For the Pound, the final cost matters: does the market judge that the UK will have to borrow such large sums in the future that it will struggle to meet repayments, thereby lowering the attractiveness of the UK as an investment destination for international capital?

Or does the market judge that the UK is leading its peers in dealing with the crisis and will therefore be best placed when the crisis does come to an end? Unlike the 2008 Great Financial Crisis we have a clear understanding of the cause of the coronavirus economic crisis and therefore have an approximate estimation of what it will take to end the crisis and its timing.

Some economists are already tentatively costing the already announced measures at about 6% of GDP.

Pound vs Dollar

Above: GBP/USD looks to put in a tentative base

The Pound has endured a substantial period of selling pressure this February and a negative market verdict could see losses intensify. The Pound suffered substantial losses against the Euro, Dollar and other safe-haven currencies in the first three days of the previous week amidst a broad-based sell-off in global markets. However, action by governments and global central banks stabilised sentiment in the last half of the week, helping Sterling recover.

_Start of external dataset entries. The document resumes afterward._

impl OrderManager {
    pub fn new(ctx: Arc<ServiceContext>) -> Self {
        Self { ctx }
    }

    pub fn context(&self) -> &ServiceContext {
        &self.ctx
    }

    /// Validate the requested lines against the catalog and persist a pending order.
    #[instrument(skip(self, items), fields(lines = items.len()))]
    pub async fn create(&self, items: Vec<NewOrderItem>) -> OrderResult<OrderDetails> {
        validate_items(&items)?;

        let product_ids = distinct_product_ids(items.iter().map(|item| item.product_id.as_str()));
        let products = self.fetch_products(&product_ids, Lookup::Create).await?;
        warn_on_price_drift(&items, &products);

        let (order, rows) = Order::place(&items)?;
        self.ctx
            .orders
            .create_order(&order, &rows)
            .await
            .map_err(|e| persistence("create order", e))?;

        info!(order_id = %order.id, total_amount = %order.total_amount, "Order created");
        enrich(StoredOrder { order, items: rows, receipt: None }, &products)
    }

    /// One page of orders, optionally filtered by status. Items are not enriched.
    #[instrument(skip(self))]
    pub async fn find_all(
        &self,
        status: Option<OrderStatus>,
        page: PaginationParams,
    ) -> OrderResult<Paginated<Order>> {
        page.validate()?;

        let total = self
            .ctx
            .orders
            .count_orders(status)
            .await
            .map_err(|e| persistence("count orders", e))?;
        let data = self
            .ctx
            .orders
            .list_orders(status, &page)
            .await
            .map_err(|e| persistence("list orders", e))?;

        Ok(Paginated { data, meta: PageMeta::new(total, &page) })
    }

    #[instrument(skip(self))]
    pub async fn find_one(&self, id: Uuid) -> OrderResult<OrderDetails> {
        let (stored, products) = self.load(id).await?;
        enrich(stored, &products)
    }

    /// Set a new status. Setting the current status is a no-op.
    #[instrument(skip(self))]
    pub async fn change_status(&self, id: Uuid, status: OrderStatus) -> OrderResult<OrderDetails> {
        let (stored, products) = self.load(id).await?;
        if stored.order.status == status {
            return enrich(stored, &products);
        }

        self.ctx.transitions.check(stored.order.status, status)?;

        let updated = self
            .ctx
            .orders
            .update_order_status(id, status)
            .await
            .map_err(|e| persistence("update order status", e))?
            .ok_or_else(|| not_found(id))?;

        info!(order_id = %id, from = %stored.order.status, to = %status, "Order status changed");
        enrich(StoredOrder { order: updated, ..stored }, &products)
    }

    /// Record a confirmed payment: PAID, paid flag, timestamp, reference and receipt in one write.
    ///
    /// An order that already has a receipt is left untouched.
    #[instrument(skip(self, receipt_url))]
    pub async fn mark_paid(
        &self,
        id: Uuid,
        payment_reference: &str,
        receipt_url: &str,
    ) -> OrderResult<OrderDetails> {
        let record = PaymentRecord {
            payment_reference: payment_reference.to_string(),
            paid_at: Utc::now(),
            receipt: OrderReceipt::new(id, receipt_url.to_string()),
        };

        let outcome = self
            .ctx
            .orders
            .mark_paid(id, &record)
            .await
            .map_err(|e| persistence("mark order paid", e))?;

        let details = match outcome {
            MarkPaid::NotFound => return Err(not_found(id)),
            MarkPaid::Applied => {
                info!(order_id = %id, "Order marked as PAID");
                self.find_one(id).await?
            }
            MarkPaid::AlreadyPaid => {
                let details = self.find_one(id).await?;
                if details.order.payment_reference.as_deref() == Some(payment_reference) {
                    info!(order_id = %id, "Duplicate payment confirmation ignored");
                } else {
                    warn!(
                        order_id = %id,
                        recorded = ?details.order.payment_reference,
                        received = payment_reference,
                        "Payment confirmation for an order paid under another reference ignored"
                    );
                }
                details
            }
        };

        Ok(details)
    }

    async fn load(&self, id: Uuid) -> OrderResult<(StoredOrder, Vec<Product>)> {
        let stored = self
            .ctx
            .orders
            .get_order(id)
            .await
            .map_err(|e| persistence("load order", e))?
            .ok_or_else(|| not_found(id))?;

        let products = self.fetch_products(&stored.product_ids(), Lookup::Enrich).await?;
        Ok((stored, products))
    }

    async fn fetch_products(&self, product_ids: &[String], lookup: Lookup) -> OrderResult<Vec<Product>> {
        if product_ids.is_empty() {
            return Ok(Vec::new());
        }

        let response = with_deadline(
            "product catalog",
            self.ctx.catalog_timeout,
            self.ctx.catalog.validate_products(product_ids),
        )
        .await?;

        let products = response.map_err(|e| catalog_failure(e, lookup))?;

        // A catalog that answers without some ids is treated as not knowing them.
        let missing = missing_product_ids(product_ids, &products);
        if !missing.is_empty() {
            return Err(catalog_failure(CatalogError::UnknownProducts(missing), lookup));
        }
        Ok(products)
    }
}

The UK government's fiscal rescue package was announced late on Friday, and the initial reaction by the market is not promising as Sterling gave back some of its strong recovery gains.

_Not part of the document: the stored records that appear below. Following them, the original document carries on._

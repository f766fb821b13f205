use tally_core::{OrderError, OrderStatus};

/// Which status changes `change_status` accepts.
#[derive(Debug, Clone, Copy, PartialEq, Eq, Default)]
pub enum TransitionPolicy {
    /// Any status may be set from any status.
    #[default]
    Unrestricted,
    /// Only the forward moves of the purchase lifecycle.
    Strict,
}

impl TransitionPolicy {
    pub fn from_strict_flag(strict: bool) -> Self {
        if strict {
            TransitionPolicy::Strict
        } else {
            TransitionPolicy::Unrestricted
        }
    }

    pub fn allows(&self, from: OrderStatus, to: OrderStatus) -> bool {
        match self {
            TransitionPolicy::Unrestricted => true,
            TransitionPolicy::Strict => matches!(
                (from, to),
                (OrderStatus::Pending, OrderStatus::Paid)
                    | (OrderStatus::Pending, OrderStatus::Cancelled)
                    | (OrderStatus::Paid, OrderStatus::Delivered)
                    | (OrderStatus::Paid, OrderStatus::Cancelled)
            ),
        }
    }

    pub fn check(&self, from: OrderStatus, to: OrderStatus) -> Result<(), OrderError> {
        if self.allows(from, to) {
            Ok(())
        } else {
            Err(OrderError::InvalidInput(format!(
                "Invalid state transition from {} to {}",
                from, to
            )))
        }
    }
}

The Pound-to-Euro exchange rate had been as high as 1.11 on Friday, but ended up closing the week at 1.0823.

The Pound-to-Dollar exchange rate had been as high as 1.1934 but closed the week at 1.1650.

We don't believe late-Friday trade is ever a great judgement of investor sentiment as there are often unexplained flows that can take place at this time. Therefore, Monday's trade will be key, particularly when the London market opens as investors will have had the weekend to crunch the numbers and arrive at a verdict on Sunak's plans.

Pound performance last week

Above: Sterling's performance last week

The scheme is intended to help business "pay people and keep them in work," said Sunak. The measures come as the government steps up its attempts to supress the spread of coronavirus by forcing the closure of restaurants, pubs, clubs, cafés and leisure centres which will place significant strains on this sizeable sector of the UK economy.

To further assist businesses the government says companies will not need to pay any VAT from now until the end of June, and will have until end of financial year to pay those bills.

"No business will pay VAT from now to mid June. You'll have until the end of the financial year to repay those bills. That's an over £30bn injection to businesses equivalent to 1.5% of GDP," said Sunak.

The self-employed have also seen the date of their July 2019 payment deadline delayed until January 2021.

"The employment retention package announced by Rishi Sunak is - by design - set at a good level for employees and in incentivising labour hoarding maximises the chances of a v-shaped rebound when social distancing measures come to an end," says Simon French, Chief Economist at Panmure Gordon.

In recognition that people are already losing their jobs, the government is increasing universal credit allowance by £1,000 a month which amounts to an extra £7BN of extra support through the welfare system

Support for those who rent accommodation was also announced.

"For renters, I’m announcing today nearly £1bn of support by increasing the generosity of housing benefit and Universal Credit, so that the Local Housing Allowance will cover at least 30% of market rents in your area," said Sunak.

The measures are unprecedented in scale in terms of UK government economic intervention and will go some way in softening the economic impact of the nationwide shutdown aimed at delaying the spread of coronavirus.

There was no discernible impact on the British Pound, but the currency had already been rallying in a concerted effort ahead of the weekend. However, one analyst tells us the measures could well be supportive of the currency over coming months.

"Rishi Sunak, presumably the new saviour of the UK economy," says Marc-André Fongern, Head of FX Spot & Options at Fongern Global Forex. "These measures are likely to breathe new life into the GBP over the coming weeks."